Last month, Stan and other firefighters, police officers and construction workers who answered the call that day—who ran into the fire and into the dust clouds—posed a question to our elected leaders:  What kind of country are we? 

For seven years they had pressed for a law that would do one simple thing—take care of the heroes who got sick because of their selfless acts, who suffered because they said yes, without hesitation, when America needed them. But for seven years, our leaders would not say yes in return.

Congratulations, Stan, for finally succeeding. 

The question of how our political system treated our 9-11 heroes like Stan resonates still in this new year:  What kind of country are we?  A country of isolated individuals fending for themselves or a country with shared values and a shared vision?  A country with scant resources, fading glory and no choices? Or a blessed nation with the potential to do right by its people and be a leader in the world?   

The conventional wisdom in Washington and in statehouses around the nation is that we cannot afford to be the country we want to be. That could not be more wrong.

We can and should be building up the American middle class – not tearing it down. We should be honoring the heroes of 9-11, not turning them into scapegoats for a partisan political messaging operation.  We should act like the wealthy, compassionate, imaginative country we are – not try to turn ourselves into a third-rate, impoverished "has-been."  The labor movement hasn't given up on America – and we don't expect our leaders to either.

Last Friday in Cincinnati, Ella Hopkins and a group of her co-workers went out on a frigid night to stand in front of City Hall.  Ella is a child care worker and I'm so glad that she is here today.  She takes care of young children when their parents are at work.  She nurtures our youth so they have the support they need and are in a safe environment to learn and grow.  And for doing that job, the important job of caring for our children, the state of Ohio pays her, after taxes, about $450 a week.  She stood in the cold last Friday to ask her new governor, John Kasich, to respect her freedom to have a union to improve her life and those of her co-workers. Here's what Kasich said:  State workers like her are "toast." 

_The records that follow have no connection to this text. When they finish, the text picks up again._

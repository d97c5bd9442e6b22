//! Sitemap and robots.txt generation.
//!
//! # Sitemap Format
//!
//! ```xml
//! <?xml version="1.0" encoding="UTF-8"?>
//! <urlset xmlns="http://www.sitemaps.org/schemas/sitemap/0.9">
//!   <url>
//!     <loc>https://askides.com/</loc>
//!     <lastmod>2025-01-01T00:00:00+00:00</lastmod>
//!     <priority>1.0</priority>
//!   </url>
//! </urlset>
//! ```

use crate::config::RobotsRule;
use crate::escape::html_escape;
use crate::models::ArticlePreview;
use chrono::{DateTime, SecondsFormat, Utc};

/// XML namespace for sitemap
const SITEMAP_NS: &str = "http://www.sitemaps.org/schemas/sitemap/0.9";

const HOME_PRIORITY: f32 = 1.0;
const ARTICLE_PRIORITY: f32 = 0.5;

/// Single URL entry in the sitemap
#[derive(Debug, Clone, PartialEq)]
pub struct UrlEntry {
    /// Site-relative path
    pub path: String,
    pub lastmod: DateTime<Utc>,
    pub priority: f32,
}

/// Sitemap data structure
#[derive(Debug, Clone)]
pub struct Sitemap {
    base_url: String,
    urls: Vec<UrlEntry>,
}

impl Sitemap {
    /// Home page plus every article page.
    ///
    /// An article's `lastmod` is its own date when that parses, otherwise
    /// `generated_at`.
    pub fn from_articles(
        base_url: impl Into<String>,
        articles: &[ArticlePreview],
        generated_at: DateTime<Utc>,
    ) -> Self {
        let mut urls = vec![UrlEntry {
            path: "/".into(),
            lastmod: generated_at,
            priority: HOME_PRIORITY,
        }];

        urls.extend(articles.iter().map(|article| UrlEntry {
            path: article.url(),
            lastmod: article.attributes.parsed_date().unwrap_or(generated_at),
            priority: ARTICLE_PRIORITY,
        }));

        Self {
            base_url: base_url.into(),
            urls,
        }
    }

    pub fn urls(&self) -> &[UrlEntry] {
        &self.urls
    }

    /// Generate sitemap XML string.
    pub fn to_xml(&self) -> String {
        let mut xml = String::with_capacity(256 + self.urls.len() * 160);

        xml.push_str(r#"<?xml version="1.0" encoding="UTF-8"?>"#);
        xml.push('\n');
        xml.push_str(&format!(r#"<urlset xmlns="{SITEMAP_NS}">"#));
        xml.push('\n');

        for entry in &self.urls {
            xml.push_str("  <url>\n");
            xml.push_str(&format!(
                "    <loc>{}</loc>\n",
                html_escape(&format!("{}{}", self.base_url, entry.path))
            ));
            xml.push_str(&format!(
                "    <lastmod>{}</lastmod>\n",
                entry.lastmod.to_rfc3339_opts(SecondsFormat::Secs, false)
            ));
            xml.push_str(&format!("    <priority>{:.1}</priority>\n", entry.priority));
            xml.push_str("  </url>\n");
        }

        xml.push_str("</urlset>\n");
        xml
    }
}

/// Render robots.txt: one `User-agent` group per rule, groups separated by
/// a blank line.
pub fn robots_txt(rules: &[RobotsRule]) -> String {
    rules
        .iter()
        .map(|rule| {
            let mut lines = vec![format!("User-agent: {}", rule.agent)];
            lines.extend(rule.allow.iter().map(|path| format!("Allow: {path}")));
            lines.extend(rule.disallow.iter().map(|path| format!("Disallow: {path}")));
            lines.join("\n")
        })
        .collect::<Vec<_>>()
        .join("\n\n")
}

#[cfg(test)]
mod tests {
    use super::*;
    use crate::models::ArticleAttributes;
    use chrono::TimeZone;

    fn preview(slug: &str, date: Option<&str>) -> ArticlePreview {
        ArticlePreview {
            slug: slug.into(),
            attributes: ArticleAttributes {
                title: Some(slug.into()),
                date: date.map(Into::into),
                description: None,
            },
        }
    }

    fn now() -> DateTime<Utc> {
        Utc.with_ymd_and_hms(2025, 2, 3, 4, 5, 6).unwrap()
    }

    #[test]
    fn test_sitemap_entries() {
        let articles = vec![
            preview("tech/foo", Some("2024-01-01")),
            preview("undated", None),
        ];
        let sitemap = Sitemap::from_articles("https://askides.com", &articles, now());

        let urls = sitemap.urls();
        assert_eq!(urls.len(), 3);
        assert_eq!((urls[0].path.as_str(), urls[0].priority), ("/", 1.0));
        assert_eq!(urls[1].path, "/s/tech/foo");
        assert_eq!(urls[1].lastmod, Utc.with_ymd_and_hms(2024, 1, 1, 0, 0, 0).unwrap());
        assert_eq!(urls[2].lastmod, now());
        assert_eq!(urls[2].priority, 0.5);
    }

    #[test]
    fn test_sitemap_xml() {
        let articles = vec![preview("a&b", Some("2024-01-01"))];
        let xml = Sitemap::from_articles("https://askides.com", &articles, now()).to_xml();

        assert!(xml.starts_with("<?xml version=\"1.0\" encoding=\"UTF-8\"?>\n<urlset"));
        assert!(xml.contains("<loc>https://askides.com/</loc>"));
        assert!(xml.contains("<lastmod>2025-02-03T04:05:06+00:00</lastmod>"));
        assert!(xml.contains("<priority>1.0</priority>"));
        assert!(xml.contains("<loc>https://askides.com/s/a&amp;b</loc>"));
        assert!(xml.contains("<priority>0.5</priority>"));
        assert!(xml.ends_with("</urlset>\n"));
        assert_eq!(xml.matches("<url>").count(), 2);
    }

    #[test]
    fn test_default_robots() {
        let rules = vec![RobotsRule {
            agent: "*".into(),
            allow: vec!["/".into()],
            disallow: vec![],
        }];
        insta::assert_snapshot!(robots_txt(&rules), @r"
        User-agent: *
        Allow: /
        ");
    }

    #[test]
    fn test_robots_groups() {
        let rules = vec![
            RobotsRule {
                agent: "*".into(),
                allow: vec!["/".into()],
                disallow: vec!["/api/".into()],
            },
            RobotsRule {
                agent: "GPTBot".into(),
                allow: vec![],
                disallow: vec!["/".into()],
            },
        ];
        assert_eq!(
            robots_txt(&rules),
            "User-agent: *\nAllow: /\nDisallow: /api/\n\nUser-agent: GPTBot\nDisallow: /"
        );
    }
}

You see, in the same week that he increased the salaries of his senior staff by more than 30 percent, the governor has made cracking down on Ella and other home care and child care workers his first priority.

Stan and Ella are my American heroes, the hard-working everyday champions who make America great, and their lives illuminate the choices facing our nation as we enter a fourth year of economic crisis.  The choice between coming together as a nation or turning on each other.  The choice, as Dr. Martin Luther King once said, between chaos and community.  The choice between greed and solidarity. 

But most of all, Stan and Ella remind us that while our political leaders wrestle with these questions, America's working people already know the answer. We are a nation that still has choices.  We don't need to settle for stagnation and ever-spiraling inequality. We don't need to hunker down, dial back our expectations and surrender our children's hope for a great education, our parents' right to a comfortable retirement, our own health and economic security, our nation's aspiration to make things again – or our human right to advance our situation by forming a union if we want one. All these things are within the reach of this great country. 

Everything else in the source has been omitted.